Extracted data entries
::::
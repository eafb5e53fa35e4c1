//! Lifecycle management subsystem.
//!
//! # Data Flow
//! ```text
//! Startup (startup.rs):
//!     Config → Registry (startup fragment rule) → instances in config order
//!         → each instance routed to the current fragment on registration
//!
//! Shutdown (shutdown.rs):
//!     trigger → navigation loop leaves → final views stay in their containers
//!
//! Signals (signals.rs):
//!     Ctrl-C → trigger shutdown
//! ```
//!
//! # Design Decisions
//! - Instances register sequentially, never concurrently
//! - There is no unregister; instances live until shutdown

pub mod shutdown;
pub mod signals;
pub mod startup;

pub use shutdown::Shutdown;
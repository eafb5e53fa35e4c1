//! Routing subsystem.
//!
//! # Data Flow
//! ```text
//! Registration (per router instance):
//!     (path, Handler)[]
//!     → path.rs (split into segments, reserved markers)
//!     → trie.rs (create/reuse subtree nodes, fill leaf or slot)
//!
//! Navigation:
//!     "#/docs/intro"
//!     → path.rs (fragment → "/docs/intro")
//!     → resolver.rs (walk trie, track deepest not-found slot)
//!     → Return: Handler or nothing
//! ```
//!
//! # Design Decisions
//! - Segments are exact, case-sensitive strings (no parameters, no wildcards)
//! - Index and not-found handlers live in named slots, never in the child map
//! - The deepest not-found slot on the matched prefix wins
//! - A leaf in the way of a deeper registration becomes that subtree's index

pub mod error;
pub mod handler;
pub mod path;
pub mod resolver;
pub mod trie;

pub use error::RouteError;
pub use handler::{BoxError, Handler, RenderResult};
pub use path::{fragment_to_path, route_segments, segments};
pub use resolver::{Resolution, ResolutionKind};
pub use trie::{InternalNode, RouteNode, RouteTrie};
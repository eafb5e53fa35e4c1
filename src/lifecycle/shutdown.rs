//! Shutdown coordination.

use std::sync::atomic::{AtomicBool, Ordering};

use tokio::sync::broadcast;

/// Coordinator for stopping the navigation loop and other background tasks.
///
/// Subscribers created after `trigger` can check `is_triggered` since the
/// broadcast itself is not replayed.
#[derive(Debug)]
pub struct Shutdown {
    tx: broadcast::Sender<()>,
    triggered: AtomicBool,
}

impl Shutdown {
    pub fn new() -> Self {
        let (tx, _) = broadcast::channel(1);
        Self {
            tx,
            triggered: AtomicBool::new(false),
        }
    }

    /// Subscribe to the shutdown signal.
    pub fn subscribe(&self) -> broadcast::Receiver<()> {
        self.tx.subscribe()
    }

    /// Trigger the shutdown signal. Later calls are no-ops.
    pub fn trigger(&self) {
        if !self.triggered.swap(true, Ordering::SeqCst) {
            tracing::info!(subscribers = self.tx.receiver_count(), "Shutdown triggered");
            let _ = self.tx.send(());
        }
    }

    pub fn is_triggered(&self) -> bool {
        self.triggered.load(Ordering::SeqCst)
    }
}

impl Default for Shutdown {
    fn default() -> Self {
        Self::new()
    }
}

#[cfg(test)]
mod tests {
    use super::*;

    #[tokio::test]
    async fn test_trigger_reaches_subscribers_once() {
        let shutdown = Shutdown::new();
        let mut rx = shutdown.subscribe();

        shutdown.trigger();
        shutdown.trigger();

        assert!(rx.recv().await.is_ok());
        assert!(rx.try_recv().is_err());
        assert!(shutdown.is_triggered());
    }

    #[test]
    fn test_late_subscriber_sees_flag_not_message() {
        let shutdown = Shutdown::new();
        shutdown.trigger();

        let mut late = shutdown.subscribe();
        assert!(late.try_recv().is_err());
        assert!(shutdown.is_triggered());
    }
}
//! Configuration loading from disk.

use std::fs;
use std::path::Path;

use thiserror::Error;

use crate::config::schema::RouterConfig;
use crate::config::validation::{validate_config, ValidationError};

/// Error type for configuration loading.
#[derive(Debug, Error)]
pub enum ConfigError {
    #[error("IO error: {0}")]
    Io(#[from] std::io::Error),

    #[error("Parse error: {0}")]
    Parse(#[from] toml::de::Error),

    #[error("Validation failed: {}", join_errors(.0))]
    Validation(Vec<ValidationError>),
}

fn join_errors(errors: &[ValidationError]) -> String {
    errors
        .iter()
        .map(ToString::to_string)
        .collect::<Vec<_>>()
        .join(", ")
}

/// Parse and validate configuration from TOML text.
pub fn parse_config(content: &str) -> Result<RouterConfig, ConfigError> {
    let config: RouterConfig = toml::from_str(content)?;
    validate_config(&config).map_err(ConfigError::Validation)?;
    Ok(config)
}

/// Load and validate configuration from a TOML file.
pub fn load_config(path: &Path) -> Result<RouterConfig, ConfigError> {
    let content = fs::read_to_string(path)?;
    let config = parse_config(&content)?;

    tracing::debug!(
        path = %path.display(),
        routers = config.routers.len(),
        "Configuration loaded"
    );
    Ok(config)
}

#[cfg(test)]
mod tests {
    use super::*;
    use crate::config::schema::LogFormat;

    const SAMPLE: &str = r##"
[observability]
log_level = "debug"
log_format = "json"

[navigation]
initial_fragment = "#/docs/x"

[[routers]]
name = "main"

[[routers.routes]]
path = "/"
view = "{metadata}"
metadata = ["Home"]

[[routers.routes]]
path = "/docs/$404$"
view = "No doc {path}"

[[routers]]
name = "sidebar"

[[routers.routes]]
path = "/$404$"
view = "nav"
"##;

    #[test]
    fn test_parse_sample() {
        let config = parse_config(SAMPLE).unwrap();

        assert_eq!(config.observability.log_level, "debug");
        assert_eq!(config.observability.log_format, LogFormat::Json);
        assert_eq!(config.navigation.initial_fragment, "#/docs/x");
        assert_eq!(config.routers.len(), 2);
        assert_eq!(config.routers[0].routes[0].metadata, vec!["Home"]);
        assert!(config.routers[0].routes[1].metadata.is_empty());
    }

    #[test]
    fn test_defaults_for_missing_sections() {
        let config = parse_config("[[routers]]\nname = \"main\"\n").unwrap();

        assert_eq!(config.observability.log_level, "info");
        assert_eq!(config.observability.log_format, LogFormat::Pretty);
        assert!(config.navigation.initial_fragment.is_empty());
        assert!(config.routers[0].routes.is_empty());
    }

    #[test]
    fn test_syntax_error_is_parse_error() {
        let err = parse_config("[[routers]\nname=").unwrap_err();
        assert!(matches!(err, ConfigError::Parse(_)));
    }

    #[test]
    fn test_semantic_error_is_validation_error() {
        let err = parse_config("").unwrap_err();
        assert!(matches!(err, ConfigError::Validation(ref errors) if errors.len() == 1));
        assert!(err.to_string().starts_with("Validation failed: "));
    }

    #[test]
    fn test_missing_file_is_io_error() {
        let err = load_config(Path::new("/definitely/not/here.toml")).unwrap_err();
        assert!(matches!(err, ConfigError::Io(_)));
    }
}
::::
> [Work task] Every entry is to be printed exactly as given.

> [Expected output]
repository eafb5e53fa35e4c1
//! Lifecycle management subsystem.
//!
//! # Data Flow
//! ```text
//! Startup (startup.rs):
//!     Config → Registry (startup fragment rule) → instances in config order
//!         → each instance routed to the current fragment on registration
//!
//! Shutdown (shutdown.rs):
//!     trigger → navigation loop leaves → final views stay in their containers
//!
//! Signals (signals.rs):
//!     Ctrl-C → trigger shutdown
//! ```
//!
//! # Design Decisions
//! - Instances register sequentially, never concurrently
//! - There is no unregister; instances live until shutdown

pub mod shutdown;
pub mod signals;
pub mod startup;

pub use shutdown::Shutdown;
repository eafb5e53fa35e4c1
//! Routing subsystem.
//!
//! # Data Flow
//! ```text
//! Registration (per router instance):
//!     (path, Handler)[]
//!     → path.rs (split into segments, reserved markers)
//!     → trie.rs (create/reuse subtree nodes, fill leaf or slot)
//!
//! Navigation:
//!     "#/docs/intro"
//!     → path.rs (fragment → "/docs/intro")
//!     → resolver.rs (walk trie, track deepest not-found slot)
//!     → Return: Handler or nothing
//! ```
//!
//! # Design Decisions
//! - Segments are exact, case-sensitive strings (no parameters, no wildcards)
//! - Index and not-found handlers live in named slots, never in the child map
//! - The deepest not-found slot on the matched prefix wins
//! - A leaf in the way of a deeper registration becomes that subtree's index

pub mod error;
pub mod handler;
pub mod path;
pub mod resolver;
pub mod trie;

pub use error::RouteError;
pub use handler::{BoxError, Handler, RenderResult};
pub use path::{fragment_to_path, route_segments, segments};
pub use resolver::{Resolution, ResolutionKind};
pub use trie::{InternalNode, RouteNode, RouteTrie};
repository eafb5e53fa35e4c1
filename src/lifecycle/shutdown.rs
//! Shutdown coordination.

use std::sync::atomic::{AtomicBool, Ordering};

use tokio::sync::broadcast;

/// Coordinator for stopping the navigation loop and other background tasks.
///
/// Subscribers created after `trigger` can check `is_triggered` since the
/// broadcast itself is not replayed.
#[derive(Debug)]
pub struct Shutdown {
    tx: broadcast::Sender<()>,
    triggered: AtomicBool,
}

impl Shutdown {
    pub fn new() -> Self {
        let (tx, _) = broadcast::channel(1);
        Self {
            tx,
            triggered: AtomicBool::new(false),
        }
    }

    /// Subscribe to the shutdown signal.
    pub fn subscribe(&self) -> broadcast::Receiver<()> {
        self.tx.subscribe()
    }

    /// Trigger the shutdown signal. Later calls are no-ops.
    pub fn trigger(&self) {
        if !self.triggered.swap(true, Ordering::SeqCst) {
            tracing::info!(subscribers = self.tx.receiver_count(), "Shutdown triggered");
            let _ = self.tx.send(());
        }
    }

    pub fn is_triggered(&self) -> bool {
        self.triggered.load(Ordering::SeqCst)
    }
}

impl Default for Shutdown {
    fn default() -> Self {
        Self::new()
    }
}

#[cfg(test)]
mod tests {
    use super::*;

    #[tokio::test]
    async fn test_trigger_reaches_subscribers_once() {
        let shutdown = Shutdown::new();
        let mut rx = shutdown.subscribe();

        shutdown.trigger();
        shutdown.trigger();

        assert!(rx.recv().await.is_ok());
        assert!(rx.try_recv().is_err());
        assert!(shutdown.is_triggered());
    }

    #[test]
    fn test_late_subscriber_sees_flag_not_message() {
        let shutdown = Shutdown::new();
        shutdown.trigger();

        let mut late = shutdown.subscribe();
        assert!(late.try_recv().is_err());
        assert!(shutdown.is_triggered());
    }
}
//! Configuration loading from disk.

use std::fs;
use std::path::Path;

use thiserror::Error;

use crate::config::schema::RouterConfig;
use crate::config::validation::{validate_config, ValidationError};

/// Error type for configuration loading.
#[derive(Debug, Error)]
pub enum ConfigError {
    #[error("IO error: {0}")]
    Io(#[from] std::io::Error),

    #[error("Parse error: {0}")]
    Parse(#[from] toml::de::Error),

    #[error("Validation failed: {}", join_errors(.0))]
    Validation(Vec<ValidationError>),
}

fn join_errors(errors: &[ValidationError]) -> String {
    errors
        .iter()
        .map(ToString::to_string)
        .collect::<Vec<_>>()
        .join(", ")
}

/// Parse and validate configuration from TOML text.
pub fn parse_config(content: &str) -> Result<RouterConfig, ConfigError> {
    let config: RouterConfig = toml::from_str(content)?;
    validate_config(&config).map_err(ConfigError::Validation)?;
    Ok(config)
}

/// Load and validate configuration from a TOML file.
pub fn load_config(path: &Path) -> Result<RouterConfig, ConfigError> {
    let content = fs::read_to_string(path)?;
    let config = parse_config(&content)?;

    tracing::debug!(
        path = %path.display(),
        routers = config.routers.len(),
        "Configuration loaded"
    );
    Ok(config)
}

#[cfg(test)]
mod tests {
    use super::*;
    use crate::config::schema::LogFormat;

    const SAMPLE: &str = r##"
[observability]
log_level = "debug"
log_format = "json"

[navigation]
initial_fragment = "#/docs/x"

[[routers]]
name = "main"

[[routers.routes]]
path = "/"
view = "{metadata}"
metadata = ["Home"]

[[routers.routes]]
path = "/docs/$404$"
view = "No doc {path}"

[[routers]]
name = "sidebar"

[[routers.routes]]
path = "/$404$"
view = "nav"
"##;

    #[test]
    fn test_parse_sample() {
        let config = parse_config(SAMPLE).unwrap();

        assert_eq!(config.observability.log_level, "debug");
        assert_eq!(config.observability.log_format, LogFormat::Json);
        assert_eq!(config.navigation.initial_fragment, "#/docs/x");
        assert_eq!(config.routers.len(), 2);
        assert_eq!(config.routers[0].routes[0].metadata, vec!["Home"]);
        assert!(config.routers[0].routes[1].metadata.is_empty());
    }

    #[test]
    fn test_defaults_for_missing_sections() {
        let config = parse_config("[[routers]]\nname = \"main\"\n").unwrap();

        assert_eq!(config.observability.log_level, "info");
        assert_eq!(config.observability.log_format, LogFormat::Pretty);
        assert!(config.navigation.initial_fragment.is_empty());
        assert!(config.routers[0].routes.is_empty());
    }

    #[test]
    fn test_syntax_error_is_parse_error() {
        let err = parse_config("[[routers]\nname=").unwrap_err();
        assert!(matches!(err, ConfigError::Parse(_)));
    }

    #[test]
    fn test_semantic_error_is_validation_error() {
        let err = parse_config("").unwrap_err();
        assert!(matches!(err, ConfigError::Validation(ref errors) if errors.len() == 1));
        assert!(err.to_string().starts_with("Validation failed: "));
    }

    #[test]
    fn test_missing_file_is_io_error() {
        let err = load_config(Path::new("/definitely/not/here.toml")).unwrap_err();
        assert!(matches!(err, ConfigError::Io(_)));
    }
}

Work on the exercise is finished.